On 2/9/2005 9:35 PM, Bernd Funke provided links to three replies outside
what I immediately found in succession to the following posting of mine:
http://www.google.de/groups?selm=4203A4CF.2070405%40et.uni-magdeburg.de
_______________________________________
> http://www.google.de/groups?selm=1107535303.254665.110260@g14g2000cwa.googlegroups.com
> (Randy Poe, 4 Feb 2005 17:41:43)
Randy Poe wrote:
> Eckard Blumschein wrote:
>> I would not like to quarrel about that. I meant pi is exactly the
>> circumference belonging to the mathematical notion of a circle with a
>> diameter of one. So it is an exact number without exact representation
>> in terms of numerals.
>
> It has an infinite non-repeating decimal expansion.
Yes, and therefore it cannot be exactly represented.
> If you think that the numerical expansion we associate
> with pi is not exactly equal to pi, please tell me the
> magnitude of the difference.
It does not matter what you abstractly associate. A representation is
something tangible, and it is definitely incomplete.
After all, if x != y, then
> |x-y| is a real number of some finite magnitude.
>> >> What made me curious was Cantor's second diagonal proof. It was
>> >> performed with "reals" in decimal representation of numbers between zero
>> >> and one.
>> >
>> > That's the standard setup, yes.
>> >
>> >
>> >> Naively, I imagine any positive decimal representation a ratio between
>> >> two natural numbers, e.g. 0.2345 = 2345 divided by 10000
>
> That's only true when the the decimal representation
> terminates with a period sequence of digits (in your
> case 000...).
No. In this case both numerator and denominator are natural numbers. So
they are not subject to any limitation. We merely have to exclude the
case oo / oo.
>
>> > That's *too* naive. How do you represent 0.10110011100011110000... (the
>> > meaning of the "..." being unambiguous, I hope) as a ratio of two natural
>> > numbers?
>>
>> Simply as follows:
>> 10110011100011110000... diveded by 10000000000000000000...
>
> Neither of those is a natural number.
Why not.

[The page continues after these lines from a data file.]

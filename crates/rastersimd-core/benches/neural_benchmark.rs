//! Benchmark neural vector kernels, convolutions and pooling.
//!
//! Run with: `cargo bench --bench neural_benchmark`

#![allow(clippy::cast_precision_loss)]

use criterion::{black_box, criterion_group, criterion_main, BenchmarkId, Criterion, Throughput};
use rastersimd_core::neural::{self, convolution, pooling};
use rastersimd_core::{Raster, RasterMut};

fn generate_vector(len: usize, seed: f32) -> Vec<f32> {
    (0..len).map(|i| (seed + i as f32 * 0.1).sin()).collect()
}

fn bench_activations(c: &mut Criterion) {
    let mut group = c.benchmark_group("activations");
    for len in [256, 4096, 65536] {
        let src = generate_vector(len, 0.0);
        let mut dst = vec![0.0f32; len];
        group.throughput(Throughput::Elements(len as u64));

        group.bench_function(BenchmarkId::new("rough_sigmoid", len), |bencher| {
            bencher.iter(|| neural::neural_rough_sigmoid(black_box(&src), 1.0, &mut dst));
        });
        group.bench_function(BenchmarkId::new("rough_sigmoid_scalar", len), |bencher| {
            bencher.iter(|| neural::scalar::neural_rough_sigmoid(black_box(&src), 1.0, &mut dst));
        });
        group.bench_function(BenchmarkId::new("rough_tanh", len), |bencher| {
            bencher.iter(|| neural::neural_rough_tanh(black_box(&src), 1.0, &mut dst));
        });
        group.bench_function(BenchmarkId::new("relu", len), |bencher| {
            bencher.iter(|| neural::neural_relu(black_box(&src), 0.1, &mut dst));
        });
        group.bench_function(BenchmarkId::new("product_sum", len), |bencher| {
            bencher.iter(|| neural::neural_product_sum(black_box(&src), black_box(&dst)));
        });
    }
    group.finish();
}

fn bench_convolution(c: &mut Criterion) {
    let mut group = c.benchmark_group("convolution");
    let (width, height) = (128, 128);
    let weights = generate_vector(25, 2.0);
    for core in [convolution::ConvolutionCore::Core3x3, convolution::ConvolutionCore::Core5x5] {
        let k = core.size();
        let src = generate_vector((width + k - 1) * (height + k - 1), 1.0);
        let src = Raster::packed(&src, width + k - 1, height + k - 1).expect("bench raster");
        let mut dst = vec![0.0f32; width * height];
        let mut back = vec![0.0f32; (width + k - 1) * (height + k - 1)];
        let grad = generate_vector(width * height, 3.0);
        let grad = Raster::packed(&grad, width, height).expect("bench raster");
        let weights = &weights[..core.area()];
        group.throughput(Throughput::Elements((width * height) as u64));

        group.bench_function(BenchmarkId::new("forward", k), |bencher| {
            let mut dst = RasterMut::packed(&mut dst, width, height).expect("bench raster");
            bencher.iter(|| convolution::add_convolution_forward(core, black_box(&src), weights, &mut dst));
        });
        group.bench_function(BenchmarkId::new("backward", k), |bencher| {
            let mut back = RasterMut::packed(&mut back, width + k - 1, height + k - 1).expect("bench raster");
            bencher.iter(|| convolution::add_convolution_backward(core, black_box(&grad), weights, &mut back));
        });
        group.bench_function(BenchmarkId::new("sum", k), |bencher| {
            let mut sums = vec![0.0f32; core.area()];
            bencher.iter(|| convolution::add_convolution_sum(core, black_box(&src), &grad, &mut sums));
        });
    }
    group.finish();
}

fn bench_pooling(c: &mut Criterion) {
    let mut group = c.benchmark_group("pooling");
    let (width, height) = (256, 256);
    let src = generate_vector(width * height, 4.0);
    let src = Raster::packed(&src, width, height).expect("bench raster");
    group.throughput(Throughput::Elements((width * height) as u64));

    group.bench_function("1x1_max_3x3", |bencher| {
        let mut out = vec![0.0f32; width * height];
        let mut dst = RasterMut::packed(&mut out, width, height).expect("bench raster");
        bencher.iter(|| pooling::pooling_1x1_max_3x3(black_box(&src), &mut dst));
    });
    group.bench_function("2x2_max_2x2", |bencher| {
        let mut out = vec![0.0f32; width * height / 4];
        let mut dst = RasterMut::packed(&mut out, width / 2, height / 2).expect("bench raster");
        bencher.iter(|| pooling::pooling_2x2_max_2x2(black_box(&src), &mut dst));
    });
    group.bench_function("2x2_max_3x3", |bencher| {
        let mut out = vec![0.0f32; width * height / 4];
        let mut dst = RasterMut::packed(&mut out, width / 2, height / 2).expect("bench raster");
        bencher.iter(|| pooling::pooling_2x2_max_3x3(black_box(&src), &mut dst));
    });
    group.finish();
}

criterion_group!(benches, bench_activations, bench_convolution, bench_pooling);
criterion_main!(benches);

With ... I did not denote infinite periodic repetition but I
simply indicated that natural numbers do not have a limitation.
>
>> >> Where is the error in my reasoning?
>> >
>> > Irrational numbers can *not* be represented as a ratio of two natural
>> > numbers.
>>
>> Yes, however it was not the idea of mine but Cantor's idea to take the
>> ratio of two natural numbers for reals.
>
> Where did he do that?
Cantor did so when he presented evidence concerning the reals.
I got aware of this when I looked at his second diagonal proof.
>
>> If I recall correctly,
>
> It is pretty clear you don't.
>
> - Randy
This is what I wrote:
>> If I recall correctly, this "famous" and often attacked second
>> diagonal evidence was the fundamental for Cantor's conclusion that
>> there is no bijection IR<->IN.
Everybody might correct me. I am curious to learn a different proof.
_______________________________
(Daniel Grubb, 4 Feb 2005 19:03:18)
>>> That's *too* naive. How do you represent 0.10110011100011110000... (the
>>> meaning of the "..." being unambiguous, I hope) as a ratio of two natural
>>> numbers?
>>Simply as follows:
>>10110011100011110000... diveded by 10000000000000000000...
>
> This betrays a misunderstanding about natural numbers. The point (well,
> one point anyway) is that natural numbers have *finite* decimal expansions.
>
> So, for example,
>
> 482648753876098379865
>
> is a natural number, but
>
> 19373000000....
>
> is NOT a natural number.
The points usually indicate infinite continuation. With this definitual
precondition one could actually write 123000... = 567000....
because oo = oo + anything.
> This distinction is, at least in part,
> definitional.
Entirely, and I do not use the point in that sense.
> One way of seeing the distinction is to imagine
> that you start at 1 and add 1 again and again and again. At no point
> do you ever come up with anything that has an infinite decimal
> expansion. So even if your intuition about natural numbers doesn't
> correspond to this, it *is* what mathematicians use for the concept.
Even if I am just an electrical engineer, I do not need such lecturing.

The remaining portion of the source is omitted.